I think minimal implementation would be good. Having same behavior as Mono is also good as we are heading to convergence in general between corefx and Mono.

As far as the build: I need to update build instructions.
While back when I tested it, I could not build corefx with 3.0 even of supported platforms. That may have changed. As 3.0 looms closer I was unable to find enough time to keep everything up to date.

This was tested on FreeBSD 11.2. If we switch to FreeBSD 12.0 in CirrusCI YAML, we need to apply @wfurt's LD_PRELOAD workaround from dotnet/runtime#14537 (comment).

I did submit a fix for this. Has there been no new “official” SDK build since then, or was the fix insufficient?

Has there been no new “official” SDK build since then

Seems like this is the case; FreeBSD was disabled in official SDK build matrix on January 8 due to some problems: https://github.com/dotnet/core-sdk/issues/248.


I made a slight progress by applying https://github.com/dotnet/corefx/pull/36766. The next errors are related to missing (preview5) runtime packages, ILAsm, CoreCLR and friends:

error NU1102: Unable to find package runtime.freebsd-x64.Microsoft.NETCore.ILAsm with version (>= 3.0.0-preview5-27608-73)
..
error NU1102: Unable to find package runtime.freebsd-x64.Microsoft.NETCore.Runtime.CoreCLR with version (>= 3.0.0-preview5-27608-73)

To get unblocked, I think there are at least two possibilities:

  1. bootstrap new OS using source-build: https://github.com/dotnet/source-build/blob/master/Documentation/boostrap-new-os.md (defaults seem to be Linux-centric: https://cirrus-ci.com/task/6306235459567616)
  2. lobby dotnet/core-setup#5083 for internal build leg, based on @dagood's comment: (https://github.com/dotnet/core-sdk/issues/248#issuecomment-481728506). 8-)

This goes all the way to https://github.com/Microsoft/azure-pipelines-agent/pull/1906
We need the agent to run the builds and without it it hard to push on infrastructure.

We can keep tracking this but it's not aligned to work on the 3.0 schedule

So we finally went with inotify instead of kqueue, just 4-5 years after I suggested so, because nobody wanted to implement the kqueue-version.

Oh well.
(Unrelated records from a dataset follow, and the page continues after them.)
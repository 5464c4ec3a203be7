//! Keeps a scrolling container pinned to its newest content.

use wasm_bindgen::prelude::*;
use web_sys::HtmlElement;

#[wasm_bindgen]
pub struct ScrollToBottomHook {
    el: HtmlElement,
}

#[wasm_bindgen]
impl ScrollToBottomHook {
    #[wasm_bindgen(constructor)]
    pub fn new(el: HtmlElement) -> ScrollToBottomHook {
        let hook = Self { el };
        hook.updated();
        hook
    }

    pub fn updated(&self) {
        self.el.set_scroll_top(self.el.scroll_height());
    }
}
//! `localStorage` as an [`interact::buckets::KeyValueStore`].

use interact::buckets::{KeyValueStore, StoreError};

/// The window's `localStorage`, looked up on every call so a storage that
/// appears late (or disappears) is handled without caching a dead handle.
#[derive(Debug, Clone, Copy, Default)]
pub struct LocalStore;

impl LocalStore {
    fn storage() -> Result<web_sys::Storage, StoreError> {
        let window = web_sys::window().ok_or(StoreError::Unavailable)?;
        match window.local_storage() {
            Ok(Some(storage)) => Ok(storage),
            Ok(None) => Err(StoreError::Unavailable),
            Err(e) => Err(StoreError::Read(format!("{e:?}"))),
        }
    }
}

impl KeyValueStore for LocalStore {
    fn get(&self, key: &str) -> Result<Option<String>, StoreError> {
        Self::storage()?.get_item(key).map_err(|e| StoreError::Read(format!("{e:?}")))
    }

    fn set(&self, key: &str, value: &str) -> Result<(), StoreError> {
        Self::storage()?.set_item(key, value).map_err(|e| StoreError::Write(format!("{e:?}")))
    }
}
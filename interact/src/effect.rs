//! Lifecycles for timed, non-interactive visual effects.
//!
//! Every effect is an element (or a class on one) that moves through a fixed
//! set of phases with known delays between them. The host drives the phases
//! with timers and animation frames; these types only say what comes next
//! and after how long, so the timing rules are testable on their own.

#[cfg(test)]
#[path = "effect_test.rs"]
mod effect_test;

use crate::consts::{FLASH_MS, ROOM_RIPPLE_MS, TOAST_FADE_MS, TOAST_SHOW_MS};
use crate::event::FeedbackKind;

/// Phase of a single-dwell effect.
#[derive(Debug, Clone, Copy, PartialEq, Eq, Default)]
pub enum Phase {
    #[default]
    Idle,
    Active,
    Removed,
}

/// An effect that becomes active on trigger and is removed after a dwell.
///
/// Used for the node transition overlay, the room-entrance ripple, and
/// message flashes.
#[derive(Debug, Clone, Copy, PartialEq, Eq)]
pub struct TimedEffect {
    phase: Phase,
    dwell_ms: u32,
}

impl TimedEffect {
    #[must_use]
    pub fn new(dwell_ms: u32) -> Self {
        Self { phase: Phase::Idle, dwell_ms }
    }

    #[must_use]
    pub fn room_ripple() -> Self {
        Self::new(ROOM_RIPPLE_MS)
    }

    #[must_use]
    pub fn flash() -> Self {
        Self::new(FLASH_MS)
    }

    #[must_use]
    pub fn phase(&self) -> Phase {
        self.phase
    }

    #[must_use]
    pub fn dwell_ms(&self) -> u32 {
        self.dwell_ms
    }

    /// Idle → Active. Returns the dwell to wait before [`expire`](Self::expire),
    /// or `None` if the effect was already triggered.
    pub fn trigger(&mut self) -> Option<u32> {
        if self.phase != Phase::Idle {
            return None;
        }
        self.phase = Phase::Active;
        Some(self.dwell_ms)
    }

    /// Active → Removed. Returns `true` when the host should tear the effect down.
    pub fn expire(&mut self) -> bool {
        if self.phase != Phase::Active {
            return false;
        }
        self.phase = Phase::Removed;
        true
    }
}

/// Element lookup and class toggling, implemented over the DOM by the host.
pub trait ClassTarget {
    type Element;

    /// The element with this id, if it is on the page.
    fn element_by_id(&self, id: &str) -> Option<Self::Element>;

    fn add_class(&self, el: &Self::Element, class: &str);
}

/// Element id of a chat message.
#[must_use]
pub fn message_element_id(message_id: &str) -> String {
    format!("message-{message_id}")
}

/// Flash a chat message for a feedback cue.
///
/// Returns the flashed element with its running effect; the host removes
/// `kind.flash_class()` once the effect's dwell has passed. A message that is
/// not on the page yields `None` and nothing is touched.
pub fn start_flash<T>(target: &T, message_id: &str, kind: FeedbackKind) -> Option<(T::Element, TimedEffect)>
where
    T: ClassTarget + ?Sized,
{
    let Some(el) = target.element_by_id(&message_element_id(message_id)) else {
        log::debug!("feedback for message {message_id} not on page");
        return None;
    };
    target.add_class(&el, kind.flash_class());
    let mut effect = TimedEffect::flash();
    effect.trigger()?;
    Some((el, effect))
}

/// Phase of a toast element.
#[derive(Debug, Clone, Copy, PartialEq, Eq, Default)]
pub enum ToastPhase {
    /// Appended to the document, not yet visible.
    #[default]
    Mounted,
    /// `show` class applied (next animation frame after mount).
    Shown,
    /// `show` class removed; fading out.
    Hiding,
    /// Detached from the document.
    Removed,
}

/// What the host must do to advance a toast.
#[derive(Debug, Clone, Copy, PartialEq, Eq)]
pub enum ToastStep {
    /// Wait for the next animation frame, then advance.
    NextFrame,
    /// Wait this many milliseconds, then advance.
    After(u32),
    /// Nothing left to do.
    Done,
}

/// Toast lifecycle: mounted → shown → hiding → removed.
#[derive(Debug, Clone, Copy, PartialEq, Eq, Default)]
pub struct ToastTimeline {
    phase: ToastPhase,
}

impl ToastTimeline {
    #[must_use]
    pub fn new() -> Self {
        Self::default()
    }

    #[must_use]
    pub fn phase(&self) -> ToastPhase {
        self.phase
    }

    /// How to wait before the next [`advance`](Self::advance).
    #[must_use]
    pub fn pending(&self) -> ToastStep {
        match self.phase {
            ToastPhase::Mounted => ToastStep::NextFrame,
            ToastPhase::Shown => ToastStep::After(TOAST_SHOW_MS),
            ToastPhase::Hiding => ToastStep::After(TOAST_FADE_MS),
            ToastPhase::Removed => ToastStep::Done,
        }
    }

    /// Move to the next phase and return it.
    pub fn advance(&mut self) -> ToastPhase {
        self.phase = match self.phase {
            ToastPhase::Mounted => ToastPhase::Shown,
            ToastPhase::Shown => ToastPhase::Hiding,
            ToastPhase::Hiding | ToastPhase::Removed => ToastPhase::Removed,
        };
        self.phase
    }
}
Better late than never. 😄

Thanks @wfurt ! Good job!

This is mostly because @rootwyrm made me realized how easy it is. So we get some functionality now and we can improve if somebody bumps to issues.
There is now wave of new effort to stabilize around 3.x and get source-build working for freebsd. I'll probably post update on main freebsd issue as it would be great to get help from anybody who has any time left. Even if that is to follow steps and provide feedback.

Ha, I will gladly take the blame here, and also deliver the very important caveats.

The reason kqueue should remain preferred as a long term goal is that it's several orders of magnitude faster. libinotify is just a shim and may not be maintained. There's also the caveat of still missing O_SYMLINK. So IN_ATTRIB, IN_MODIFY, IN_MOVE_SELF, and IN_DELETE_SELF don't work. If you all would consider these important, I can see about making noises about finally accepting the kernel patches that fix this.